Civil rights lawyer and longtime KABC (790 AM) contributor and host Leo Terrell has been cast in a new role on Fox News Media, available on various cable TV channels as well as satellite subscription radio SiriusXM.

Terrell will act as an analyst and commentator on various Fox channels and platforms, including Fox News Channel and Fox Business Network. He will also continue his appearances on KABC radio — often heard on the John Phillips Show from noon to 3 p.m. — and his show “Leo Terrell, America’s Fair Minded Civil Rights Attorney” heard on the Cumulus/KABC podcast network, available on KABC .com.

Side note: Phillips’ show must be listened to at my house due to its 1 p.m. doctor hour. But I digress. …

Terrell has been a practicing attorney since 1990 and has held leadership positions in organizations including the Black-Korean Alliance, the Equal Employment Opportunity Commission and the California Statewide Commission Against Hate Crimes.

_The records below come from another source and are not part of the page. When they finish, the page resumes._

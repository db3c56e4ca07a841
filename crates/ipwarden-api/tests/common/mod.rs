#![allow(dead_code)]

use std::collections::{BTreeMap, BTreeSet, HashMap};
use std::net::IpAddr;
use std::sync::Mutex;
use std::sync::atomic::{AtomicUsize, Ordering};

use chrono::Utc;
use ipnetwork::IpNetwork;
use uuid::Uuid;

use ipwarden_api::assign::pool::PoolState;
use ipwarden_api::assign::{AssignmentError, AssignmentService};
use ipwarden_api::db::{
    AddressStore, Device, DeviceAddresses, Location, Result, StoreError, User, Write,
};
use ipwarden_types::ips::{IpAssignment, LocationDevices};

// -- In-memory store --
// Mirrors the Postgres schema: one holder per (location, ip), addresses only
// for members, cascading deletes. Constraint violations surface the way the
// Postgres store classifies them, as transaction conflicts.

#[derive(Default, Clone)]
struct State {
    locations: Vec<Location>,
    users: Vec<User>,
    devices: Vec<Device>,
    members: BTreeSet<(Uuid, Uuid)>,
    addresses: BTreeMap<(Uuid, IpAddr), Uuid>,
}

impl State {
    fn pool(&self, location_id: Uuid) -> Option<PoolState> {
        let location = self.locations.iter().find(|l| l.id == location_id)?;
        let mut pool = PoolState::new(location.id, location.address.clone());
        for ((loc, ip), device) in &self.addresses {
            if *loc == location_id {
                pool.assigned.insert(*ip, *device);
            }
        }
        for (loc, device) in &self.members {
            if *loc == location_id {
                pool.members.insert(*device);
            }
        }
        Some(pool)
    }

    fn membership(&self, location_id: Uuid, device_id: Uuid) -> Option<DeviceAddresses> {
        let location = self.locations.iter().find(|l| l.id == location_id)?;
        let device = self.devices.iter().find(|d| d.id == device_id)?;
        Some(DeviceAddresses {
            location_id,
            location_name: location.name.clone(),
            location_address: location.address.clone(),
            device_id,
            device_name: device.name.clone(),
            addresses: self
                .addresses
                .iter()
                .filter(|((loc, _), holder)| *loc == location_id && **holder == device_id)
                .map(|((_, ip), _)| *ip)
                .collect(),
        })
    }

    fn remove_membership(&mut self, location_id: Uuid, device_id: Uuid) -> bool {
        self.addresses
            .retain(|(loc, _), holder| !(*loc == location_id && *holder == device_id));
        self.members.remove(&(location_id, device_id))
    }

    fn write(&mut self, write: &Write) -> std::result::Result<(), AssignmentError> {
        let (device_id, location_id, addresses) = match write {
            Write::Join {
                device_id,
                location_id,
                addresses,
            } => {
                if !self.members.insert((*location_id, *device_id)) {
                    return Err(AssignmentError::TransactionConflict);
                }
                (device_id, location_id, addresses)
            }
            Write::Replace {
                device_id,
                location_id,
                addresses,
            } => {
                if !addresses.is_empty() && !self.members.contains(&(*location_id, *device_id)) {
                    return Err(AssignmentError::TransactionConflict);
                }
                self.addresses
                    .retain(|(loc, _), holder| !(loc == location_id && holder == device_id));
                (device_id, location_id, addresses)
            }
        };
        for ip in addresses {
            if self.addresses.contains_key(&(*location_id, *ip)) {
                return Err(AssignmentError::TransactionConflict);
            }
            self.addresses.insert((*location_id, *ip), *device_id);
        }
        Ok(())
    }
}

#[derive(Default)]
pub struct MemoryStore {
    state: Mutex<State>,
    conflicts: AtomicUsize,
    applies: AtomicUsize,
}

impl MemoryStore {
    /// Make the next `n` calls to `apply` fail with a transaction conflict.
    pub fn fail_next_applies(&self, n: usize) {
        self.conflicts.store(n, Ordering::SeqCst);
    }

    pub fn apply_calls(&self) -> usize {
        self.applies.load(Ordering::SeqCst)
    }

    pub fn address_count(&self) -> usize {
        self.state.lock().unwrap().addresses.len()
    }
}

impl AddressStore for MemoryStore {
    async fn create_location(&self, name: &str, address: &[IpNetwork]) -> Result<Location> {
        let mut state = self.state.lock().unwrap();
        if state.locations.iter().any(|l| l.name == name) {
            return Err(StoreError::DuplicateLocationName);
        }
        let now = Utc::now();
        let location = Location {
            id: Uuid::new_v4(),
            name: name.to_string(),
            address: address.to_vec(),
            created_at: now,
            updated_at: now,
        };
        state.locations.push(location.clone());
        Ok(location)
    }

    async fn get_location(&self, id: Uuid) -> Result<Option<Location>> {
        let state = self.state.lock().unwrap();
        Ok(state.locations.iter().find(|l| l.id == id).cloned())
    }

    async fn list_locations(&self) -> Result<Vec<Location>> {
        let mut locations = self.state.lock().unwrap().locations.clone();
        locations.sort_by(|a, b| a.name.cmp(&b.name));
        Ok(locations)
    }

    async fn delete_location(&self, id: Uuid) -> Result<bool> {
        let mut state = self.state.lock().unwrap();
        let before = state.locations.len();
        state.locations.retain(|l| l.id != id);
        state.members.retain(|(loc, _)| *loc != id);
        state.addresses.retain(|(loc, _), _| *loc != id);
        Ok(state.locations.len() != before)
    }

    async fn create_user(&self, username: &str) -> Result<User> {
        let mut state = self.state.lock().unwrap();
        if state.users.iter().any(|u| u.username == username) {
            return Err(StoreError::DuplicateUsername);
        }
        let now = Utc::now();
        let user = User {
            id: Uuid::new_v4(),
            username: username.to_string(),
            created_at: now,
            updated_at: now,
        };
        state.users.push(user.clone());
        Ok(user)
    }

    async fn get_user(&self, username: &str) -> Result<Option<User>> {
        let state = self.state.lock().unwrap();
        Ok(state.users.iter().find(|u| u.username == username).cloned())
    }

    async fn create_device(&self, user_id: Uuid, name: &str) -> Result<Device> {
        let mut state = self.state.lock().unwrap();
        if state
            .devices
            .iter()
            .any(|d| d.user_id == user_id && d.name == name)
        {
            return Err(StoreError::DuplicateDeviceName);
        }
        let now = Utc::now();
        let device = Device {
            id: Uuid::new_v4(),
            user_id,
            name: name.to_string(),
            created_at: now,
            updated_at: now,
        };
        state.devices.push(device.clone());
        Ok(device)
    }

    async fn get_device(&self, id: Uuid) -> Result<Option<Device>> {
        let state = self.state.lock().unwrap();
        Ok(state.devices.iter().find(|d| d.id == id).cloned())
    }

    async fn delete_device(&self, id: Uuid) -> Result<bool> {
        let mut state = self.state.lock().unwrap();
        let before = state.devices.len();
        state.devices.retain(|d| d.id != id);
        state.members.retain(|(_, device)| *device != id);
        state.addresses.retain(|_, holder| *holder != id);
        Ok(state.devices.len() != before)
    }

    async fn load_pool(&self, location_id: Uuid) -> Result<Option<PoolState>> {
        Ok(self.state.lock().unwrap().pool(location_id))
    }

    async fn user_addresses(&self, user_id: Uuid) -> Result<Vec<DeviceAddresses>> {
        let state = self.state.lock().unwrap();
        let mut rows: Vec<DeviceAddresses> = state
            .members
            .iter()
            .filter(|(_, device_id)| {
                state
                    .devices
                    .iter()
                    .any(|d| d.id == *device_id && d.user_id == user_id)
            })
            .filter_map(|(loc, device)| state.membership(*loc, *device))
            .collect();
        rows.sort_by(|a, b| {
            (&a.location_name, &a.device_name).cmp(&(&b.location_name, &b.device_name))
        });
        Ok(rows)
    }

    async fn device_addresses(&self, device_id: Uuid) -> Result<Vec<DeviceAddresses>> {
        let state = self.state.lock().unwrap();
        let mut rows: Vec<DeviceAddresses> = state
            .members
            .iter()
            .filter(|(_, device)| *device == device_id)
            .filter_map(|(loc, device)| state.membership(*loc, *device))
            .collect();
        rows.sort_by(|a, b| a.location_name.cmp(&b.location_name));
        Ok(rows)
    }

    async fn leave_location(&self, device_id: Uuid, location_id: Uuid) -> Result<bool> {
        Ok(self
            .state
            .lock()
            .unwrap()
            .remove_membership(location_id, device_id))
    }

    async fn apply<F>(
        &self,
        location_ids: &[Uuid],
        plan: F,
    ) -> std::result::Result<Vec<Write>, AssignmentError>
    where
        F: Fn(&HashMap<Uuid, PoolState>) -> std::result::Result<Vec<Write>, AssignmentError>
            + Send
            + Sync,
    {
        self.applies.fetch_add(1, Ordering::SeqCst);
        let injected = self
            .conflicts
            .fetch_update(Ordering::SeqCst, Ordering::SeqCst, |n| n.checked_sub(1))
            .is_ok();
        if injected {
            return Err(AssignmentError::TransactionConflict);
        }

        let pools: HashMap<Uuid, PoolState> = {
            let state = self.state.lock().unwrap();
            location_ids
                .iter()
                .filter_map(|id| state.pool(*id).map(|p| (*id, p)))
                .collect()
        };

        // Let a concurrent writer run between read and write.
        tokio::task::yield_now().await;

        let writes = plan(&pools)?;

        let mut state = self.state.lock().unwrap();
        let mut next = state.clone();
        for write in &writes {
            next.write(write)?;
        }
        *state = next;
        Ok(writes)
    }
}

// -- Fixtures --

pub type Service = AssignmentService<MemoryStore>;

pub fn service() -> Service {
    AssignmentService::new(MemoryStore::default())
}

pub async fn location(svc: &Service, name: &str, cidrs: &[&str]) -> Uuid {
    let address: Vec<String> = cidrs.iter().map(|c| c.to_string()).collect();
    svc.create_location(name, &address).await.unwrap().id
}

/// Create the user if needed, then a device owned by it.
pub async fn device(svc: &Service, username: &str, name: &str) -> Uuid {
    if svc.store().get_user(username).await.unwrap().is_none() {
        svc.create_user(username).await.unwrap();
    }
    svc.create_device(username, name).await.unwrap().id
}

/// A device that is a member of `location_id`, holding the address join gave it.
pub async fn member(svc: &Service, username: &str, name: &str, location_id: Uuid) -> Uuid {
    let id = device(svc, username, name).await;
    svc.join_location(username, id, location_id).await.unwrap();
    id
}

pub fn assign(device_id: Uuid, location_id: Uuid, ips: &[&str]) -> IpAssignment {
    IpAssignment {
        device_id,
        location_id,
        ips: ips.iter().map(|s| s.to_string()).collect(),
    }
}

/// Addresses a device holds in a location according to a user view.
pub fn ips_in(view: &[LocationDevices], location_id: Uuid, device_id: Uuid) -> Vec<String> {
    view.iter()
        .filter(|l| l.location_id == location_id)
        .flat_map(|l| &l.devices)
        .filter(|d| d.device_id == device_id)
        .flat_map(|d| d.wireguard_ips.iter().map(|ip| ip.ip.clone()))
        .collect()
}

For many years on various radio and television shows, Terrell was the liberal commentator often taking the opposite side to conservative Larry Elder. Something happened over the past few years, and in the last presidential campaign, Terrell changed his stance and supported President Trump’s re-election. Calling himself Leo 2.0, he raised more than a few eyebrows. I asked Terrell if that made a difference to how his friends and associates viewed him and how he reacted to Trump’s various criticisms.

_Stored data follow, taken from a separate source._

use actix_web::{web, App, HttpResponse, HttpServer};
use tracing::info;

use ipwarden_api::assign::AssignmentService;
use ipwarden_api::config::Config;
use ipwarden_api::db::{self, PgAddressStore};
use ipwarden_api::middleware::AccessLog;
use ipwarden_api::routes;

fn init_tracing() {
    use tracing_subscriber::{fmt, EnvFilter};

    let filter =
        EnvFilter::try_from_default_env().unwrap_or_else(|_| EnvFilter::new("info"));

    #[cfg(distribute)]
    {
        fmt().json().with_env_filter(filter).init();
    }

    #[cfg(not(distribute))]
    {
        fmt().pretty().with_env_filter(filter).init();
    }
}

async fn health() -> HttpResponse {
    HttpResponse::Ok().json(serde_json::json!({
        "status": "ok",
        "version": env!("GIT_VERSION"),
    }))
}

#[actix_web::main]
async fn main() -> std::io::Result<()> {
    dotenvy::dotenv().ok();
    init_tracing();

    let config = Config::from_env().expect("failed to load configuration");
    info!(addr = %config.bind_addr, version = env!("GIT_VERSION"), "starting ipwarden-api");

    let pool = db::create_pool(&config.database_url, config.database_max_connections).await;
    db::migrate(&pool).await;
    info!("database migrations applied");

    let service = web::Data::new(AssignmentService::new(PgAddressStore::new(pool)));
    let bind = config.bind_addr.clone();
    let config_data = web::Data::new(config);

    HttpServer::new(move || {
        App::new()
            .app_data(config_data.clone())
            .app_data(service.clone())
            .wrap(AccessLog)
            .wrap(tracing_actix_web::TracingLogger::default())
            .route("/health", web::get().to(health))
            .configure(routes::configure::<PgAddressStore>)
    })
    .bind(&bind)?
    .run()
    .await
}
pub mod ips;
pub mod locations;
pub mod users;

use actix_web::web;

use crate::db::AddressStore;
use crate::error::ApiError;

/// Register every API route for a service backed by `S`.
pub fn configure<S: AddressStore + 'static>(cfg: &mut web::ServiceConfig) {
    cfg.app_data(
        web::JsonConfig::default()
            .error_handler(|err, _req| ApiError::BadRequest(err.to_string()).into()),
    )
    .configure(locations::configure::<S>)
    .configure(users::configure::<S>)
    .configure(ips::configure::<S>);
}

“I’ve definitely lost a few friends because of the change in my support for President Donald Trump,” he told me. “Most of them are people who seem to have lost my phone number. A few friends on the golf course will say a word or two or ignore me. My feeling is that if it’s so easy to lose a friend, he wasn’t really a friend.

“I respond to the absurdity of President Trump being a so-called ‘racist’ or ‘homophobe’ by asking them to find the exact quote. The media seems to like to take parts of President Trump’s statements and adapt them to their narrative. The truth is quite different. Before Covid-19, President Trump brought us the greatest economy in our history. It has benefited minority communities more than any legislation from past presidents. People may not like be not President Trump’s tweets — or his personality — but his policies have made America great again.

Does he see any issues with perceived or actual censorship of news or social media? How should someone react if they feel their point of view is held? “It’s very simple – you have to tell the truth and call out the opposition on their lies and talking points,” he said. “You can never argue with the truth. Ask the media what exactly they are afraid of. Put the pressure back on them to tell the truth and not just sell the story they’re paid to tell.

Thoughts as he goes? “My experience since the Democratic Party left me and I joined President Trump has been wonderful. I’ve been embraced by a wide range of people from across the country and from all different walks of life. People say that I smile and laugh more on TV and it’s true. I feel so much lighter since I quit drinking Democratic Kool-Aid. I’m proud to be a Trump Republican.


“I enjoyed your article about the many wonderful voices I grew up with on the radio. However, there was one missing that all my high school friends and I listened to at night until the wee hours while we played cards and drank beer. It was early 70’s and we were in love with “The Burner” Mary Turner on KMET. She played great music and all the long version of the songs. Can you please please tell me what has become of her?” —Larry Hatfield

What a good question!

Turner was among radio’s first female DJs when she came to KMET in 1972. She stayed with the station for an entire decade, then reappeared on KLSX (now KAMP, 97.1 FM) in 1993. Don Barrett, of LARadio.Com, explains:

“The Burner, Mary Turner, arrived at KMET in June 1972 and left on the eve of her 10th year with the ‘Mighty Met.’ Mary thought back to her early days on radio: “It was an exciting time back then, because you didn’t operate by any rules. You could play whatever you wanted, say whatever you wanted and whoever you wanted. FM at that time was a joke, especially to the Top 40 people. We were the hippies and they were the stars.

“On being a successful woman: ‘I think being a woman helped more than anything. The time was right for this, and I happened to be in the right place at the right time.

Turner married Westwood One founder and president Norm Pattiz in the early 1980s. Mary Turner Pattiz is currently president of the Betty Ford Center at Eisenhower Hospital in Rancho Mirage.